A few cities stand out as exceptions. One is Seattle, which has maintained strong reserves and the top credit rating from the three major rating agencies, and has earned praise for its financial management.
That’s not to say these have been easy times for the city. In recent years, the Seattle area lost 7 percent of its jobs. The city is also coping with a recent statewide cap on property taxes that, combined with other restrictions, has reduced its 2005 revenues by $60 million out of a $700 million budget. In response, the Seattle government has sharply reduced its spending. “We were the hardest hit by the recession and have been the slowest to recover,” says Dwight Dively, director of Seattle’s Department of Finance.
It is all the more remarkable, then, that the city’s reserves remain untouched — in fact, Seattle continues to add to them as much as state law allows. According to Dively, this is the result of an agreement between the mayor and the city council after the economic slowdown of the early 1990s. Puzzled that the revenues of the 1980s had vanished, the city council authorized a citizens’ committee — which Dively staffed — to investigate. The committee devised a comprehensive approach to managing the city’s emergency fund, and recommended setting aside money to better maintain city infrastructure. Since then, Seattle hasn’t deviated from this policy.
How did the long-term perspective win out over the usual short-term political calculations? Dively attributes it to the quality of the elected officials over the years. “And who knows?” he says. “Maybe it’s also some of the city’s frugal Scandinavian ethic.” —D.D.
Suburban Blight
In most ways, Lakewood, Colorado has little in common with Pittsburgh. For starters, it is a suburb of 144,000 people. Adjacent to Denver, the community is close to mountains, forests, and lakes. Unlike Pittsburgh, its voters are mostly conservative.
But Lakewood is facing a series of fiscal pressures that, while not on the same scale as Pittsburgh’s, are proving equally painful. “I’ve been in office for five years, and I’ve had to cut the budget every year,” says Steve Burkholder, now serving his second term as the city’s mayor. “The first year it was the perceived fat, then it was the muscle, then the bone, and in this last year we did amputations.”

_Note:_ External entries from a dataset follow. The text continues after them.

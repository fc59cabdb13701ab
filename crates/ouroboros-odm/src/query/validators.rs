//! One validator per filter operator

use bson::Bson;

use super::{DeclaredType, FilterOperator, OperationValidator};
use crate::mapping::ContainerShape;

fn is_integer(value: &Bson) -> bool {
    matches!(value, Bson::Int32(_) | Bson::Int64(_))
}

/// `$size`: list-typed field, int32 count
pub struct SizeOperationValidator;

impl OperationValidator for SizeOperationValidator {
    fn operator(&self) -> FilterOperator {
        FilterOperator::Size
    }

    fn accepts(&self, declared: &DeclaredType, value: &Bson) -> bool {
        declared.container == ContainerShape::List && matches!(value, Bson::Int32(_))
    }
}

/// `$all`: array of candidates
pub struct AllOperationValidator;

impl OperationValidator for AllOperationValidator {
    fn operator(&self) -> FilterOperator {
        FilterOperator::All
    }

    fn accepts(&self, _declared: &DeclaredType, value: &Bson) -> bool {
        matches!(value, Bson::Array(_))
    }
}

pub struct InOperationValidator;

impl OperationValidator for InOperationValidator {
    fn operator(&self) -> FilterOperator {
        FilterOperator::In
    }

    fn accepts(&self, _declared: &DeclaredType, value: &Bson) -> bool {
        matches!(value, Bson::Array(_))
    }
}

pub struct NotInOperationValidator;

impl OperationValidator for NotInOperationValidator {
    fn operator(&self) -> FilterOperator {
        FilterOperator::NotIn
    }

    fn accepts(&self, _declared: &DeclaredType, value: &Bson) -> bool {
        matches!(value, Bson::Array(_))
    }
}

pub struct ExistsOperationValidator;

impl OperationValidator for ExistsOperationValidator {
    fn operator(&self) -> FilterOperator {
        FilterOperator::Exists
    }

    fn accepts(&self, _declared: &DeclaredType, value: &Bson) -> bool {
        matches!(value, Bson::Boolean(_))
    }
}

/// `$mod`: `[divisor, remainder]`
pub struct ModOperationValidator;

impl OperationValidator for ModOperationValidator {
    fn operator(&self) -> FilterOperator {
        FilterOperator::Mod
    }

    fn accepts(&self, _declared: &DeclaredType, value: &Bson) -> bool {
        match value {
            Bson::Array(items) => items.len() == 2 && items.iter().all(is_integer),
            _ => false,
        }
    }
}

/// `$regex`: string field, pattern as string or regex
pub struct RegexOperationValidator;

impl OperationValidator for RegexOperationValidator {
    fn operator(&self) -> FilterOperator {
        FilterOperator::Regex
    }

    fn accepts(&self, declared: &DeclaredType, value: &Bson) -> bool {
        declared.element.is::<String>()
            && matches!(value, Bson::String(_) | Bson::RegularExpression(_))
    }
}

/// `$elemMatch`: container field, sub-query document
pub struct ElemMatchOperationValidator;

impl OperationValidator for ElemMatchOperationValidator {
    fn operator(&self) -> FilterOperator {
        FilterOperator::ElemMatch
    }

    fn accepts(&self, declared: &DeclaredType, value: &Bson) -> bool {
        declared.container.is_container() && matches!(value, Bson::Document(_))
    }
}

const GEO_WITHIN_SHAPES: &[&str] = &["$box", "$polygon", "$center", "$centerSphere", "$geometry"];

/// `$geoWithin`: polygonal geometry or a legacy shape operator
pub struct GeoWithinOperationValidator;

impl OperationValidator for GeoWithinOperationValidator {
    fn operator(&self) -> FilterOperator {
        FilterOperator::GeoWithin
    }

    fn accepts(&self, _declared: &DeclaredType, value: &Bson) -> bool {
        let Bson::Document(document) = value else {
            return false;
        };
        if matches!(document.get_str("type"), Ok("Polygon") | Ok("MultiPolygon")) {
            return true;
        }
        GEO_WITHIN_SHAPES.iter().any(|key| document.contains_key(key))
    }
}

/// `$type`: numeric type code or type alias
pub struct TypeOperationValidator;

impl OperationValidator for TypeOperationValidator {
    fn operator(&self) -> FilterOperator {
        FilterOperator::Type
    }

    fn accepts(&self, _declared: &DeclaredType, value: &Bson) -> bool {
        is_integer(value) || matches!(value, Bson::String(_))
    }
}

#[cfg(test)]
mod tests {
    use super::*;
    use bson::doc;
    use std::collections::{HashMap, HashSet};

    #[test]
    fn test_size_requires_list_and_int32() {
        let list = DeclaredType::of::<Vec<String>>();
        let scalar = DeclaredType::of::<String>();
        let validator = SizeOperationValidator;

        assert!(validator.validate(&list, FilterOperator::Size, &Bson::Int32(3)));
        assert!(!validator.validate(&list, FilterOperator::Size, &Bson::Int64(3)));
        assert!(!validator.validate(&list, FilterOperator::Size, &Bson::String("3".into())));
        assert!(!validator.validate(&scalar, FilterOperator::Size, &Bson::Int32(3)));
        assert!(!validator.validate(&list, FilterOperator::All, &Bson::Int32(3)));
    }

    #[test]
    fn test_size_rejects_unordered_containers() {
        let validator = SizeOperationValidator;
        let set = DeclaredType::of::<HashSet<String>>();
        let map = DeclaredType::of::<HashMap<String, i32>>();
        assert!(!validator.validate(&set, FilterOperator::Size, &Bson::Int32(2)));
        assert!(!validator.validate(&map, FilterOperator::Size, &Bson::Int32(2)));
    }

    #[test]
    fn test_mod_requires_pair_of_integers() {
        let declared = DeclaredType::of::<i64>();
        let validator = ModOperationValidator;
        let pair = Bson::Array(vec![Bson::Int32(4), Bson::Int64(0)]);
        let triple = Bson::Array(vec![Bson::Int32(4), Bson::Int32(0), Bson::Int32(1)]);
        assert!(validator.accepts(&declared, &pair));
        assert!(!validator.accepts(&declared, &triple));
        assert!(!validator.accepts(&declared, &Bson::Int32(4)));
    }

    #[test]
    fn test_regex_requires_string_field() {
        let validator = RegexOperationValidator;
        assert!(validator.accepts(&DeclaredType::of::<String>(), &Bson::String("^a".into())));
        assert!(validator.accepts(&DeclaredType::of::<Vec<String>>(), &Bson::String("^a".into())));
        assert!(!validator.accepts(&DeclaredType::of::<i32>(), &Bson::String("^a".into())));
    }

    #[test]
    fn test_geo_within_shapes() {
        let declared = DeclaredType::of::<crate::geo::Point>();
        let validator = GeoWithinOperationValidator;
        let polygon = Bson::Document(doc! { "type": "Polygon", "coordinates": [] });
        let boxed = Bson::Document(doc! { "$box": [[0.0, 0.0], [1.0, 1.0]] });
        let point = Bson::Document(doc! { "type": "Point", "coordinates": [1.0, 2.0] });
        assert!(validator.accepts(&declared, &polygon));
        assert!(validator.accepts(&declared, &boxed));
        assert!(!validator.accepts(&declared, &point));
    }

    #[test]
    fn test_elem_match_requires_container() {
        let validator = ElemMatchOperationValidator;
        let query = Bson::Document(doc! { "stars": { "$gt": 3 } });
        assert!(validator.accepts(&DeclaredType::of::<Vec<bson::Document>>(), &query));
        assert!(!validator.accepts(&DeclaredType::of::<bson::Document>(), &query));
    }
}
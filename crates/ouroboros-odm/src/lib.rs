//! Object-document mapping engine for ouroboros
//!
//! Maps Rust types to BSON documents through explicit type descriptors.
//!
//! # Features
//! - Descriptor registry with constraint validation and per-type caching
//! - Value, embedded and reference fields, containers, polymorphic variants
//! - Lifecycle hooks and entity listeners with per-operation tracing
//! - Advisory validation of query filter arguments
//! - GeoJSON geometries
//!
//! ```ignore
//! use ouroboros_odm::{Datastore, Describer, Entity, Mapper, MemoryStore};
//!
//! #[derive(Default)]
//! struct User {
//!     id: Option<ObjectId>,
//!     email: String,
//! }
//!
//! impl Entity for User {
//!     fn describe(d: &mut Describer<Self>) {
//!         d.collection("users");
//!         d.id("id", |u| &u.id, |u| &mut u.id);
//!         d.field("email", |u| &u.email, |u| &mut u.email);
//!     }
//! }
//!
//! let datastore = Datastore::new(Arc::new(Mapper::new()), MemoryStore::new());
//! let key = datastore.save(&mut User { email: "a@b.c".into(), ..Default::default() })?;
//! ```

pub mod codec;
pub mod config;
mod convert;
pub mod datastore;
pub mod error;
pub mod geo;
pub mod key;
pub mod lifecycle;
pub mod mapping;
pub mod query;
pub mod reference;

pub use codec::{Bytes, Decoder, Encoder, MappedValue, Resolution};
pub use config::MapperOptions;
pub use datastore::{Datastore, MemoryStore, ReferenceFetcher, Store};
pub use error::{ConversionIssue, OdmError, Result};
pub use key::Key;
pub use lifecycle::{EntityListener, FiredHook, LifecycleMethod, OperationContext, Stage};
pub use mapping::{ConstraintViolation, Describer, Entity, Level, Mapper, TypeDescriptor, ValueShape};
pub use reference::Ref;

pub use bson;

/// Implement [`MappedValue`] for embedded [`Entity`] types
///
/// The value is stored inline as a sub-document built from the type's own
/// descriptor.
///
/// ```ignore
/// embeddable!(Address, Phone);
/// ```
#[macro_export]
macro_rules! embeddable {
    ($($ty:ty),+ $(,)?) => {$(
        impl $crate::codec::MappedValue for $ty {
            fn shape() -> $crate::mapping::ValueShape {
                $crate::mapping::ValueShape::embedded::<$ty>()
            }

            fn encode(
                &self,
                enc: &mut $crate::codec::Encoder<'_>,
            ) -> $crate::Result<::std::option::Option<$crate::bson::Bson>> {
                enc.embed(self).map(::std::option::Option::Some)
            }

            fn decode(
                value: $crate::bson::Bson,
                dec: &mut $crate::codec::Decoder<'_>,
            ) -> $crate::Result<Self> {
                dec.unembed(value)
            }
        }
    )+};
}

/// Implement [`MappedValue`] for a fieldless enum stored by name
///
/// ```ignore
/// mapped_enum!(HotelType { HotelType::Business => "BUSINESS", HotelType::Leisure => "LEISURE" });
/// ```
#[macro_export]
macro_rules! mapped_enum {
    ($ty:ty { $($variant:path => $name:literal),+ $(,)? }) => {
        impl $crate::codec::MappedValue for $ty {
            fn shape() -> $crate::mapping::ValueShape {
                $crate::mapping::ValueShape::value::<$ty>()
            }

            fn encode(
                &self,
                _enc: &mut $crate::codec::Encoder<'_>,
            ) -> $crate::Result<::std::option::Option<$crate::bson::Bson>> {
                let name = match self {
                    $($variant => $name,)+
                };
                Ok(::std::option::Option::Some($crate::bson::Bson::String(name.to_string())))
            }

            fn decode(
                value: $crate::bson::Bson,
                dec: &mut $crate::codec::Decoder<'_>,
            ) -> $crate::Result<Self> {
                match value {
                    $crate::bson::Bson::String(name) => match name.as_str() {
                        $($name => Ok($variant),)+
                        other => Err(dec.error(format!(
                            "unknown {} value '{}'",
                            stringify!($ty),
                            other
                        ))),
                    },
                    other => Err(dec.unexpected("string", &other)),
                }
            }
        }
    };
}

The city has three main problems. The first is a very low sales tax — 2 percent. The tax accounts for about 60 percent of the city’s budget, but revenues have dropped with the economic slowdown. The second is the growth of online shopping, which Burkholder estimates has cost the city $2.5 million in lost tax revenue. Finally, costs continue to rise sharply. Health-care costs are a particular strain — the government’s premiums will rise between 15 and 20 percent this year.
What really puts the city in a bind, however, is Colorado’s Taxpayer Bill of Rights, passed in the early 1990s. The law bars any local tax increases without a referendum and requires governments to refund money if the budget grows faster than the rate of inflation and the local economy. During a recession, this creates a quandary: the permitted budget shrinks along with the economy, but expenses don’t. Lakewood has so far obtained an exemption to the refunding requirement, but in 2007, unless voters reauthorize the exemption, it may have to give back money at a time when revenues are already sinking. “We could be hit with a double whammy of a low tax rate and demands to refund money that’s already been spent,” says Burkholder.
Voters have rejected past efforts to increase the sales tax. This time, the mayor is launching an effort to engage the public in the budget-setting process. Throughout the year, the city will hold a series of community meetings. Says Burkholder: “We’ll ask, ‘What’s important to you? Should we be spending more on cops, the arts, or on streets? Now, given the realities, what do you want us to do: increase taxes or cut services?’ ” —D.D.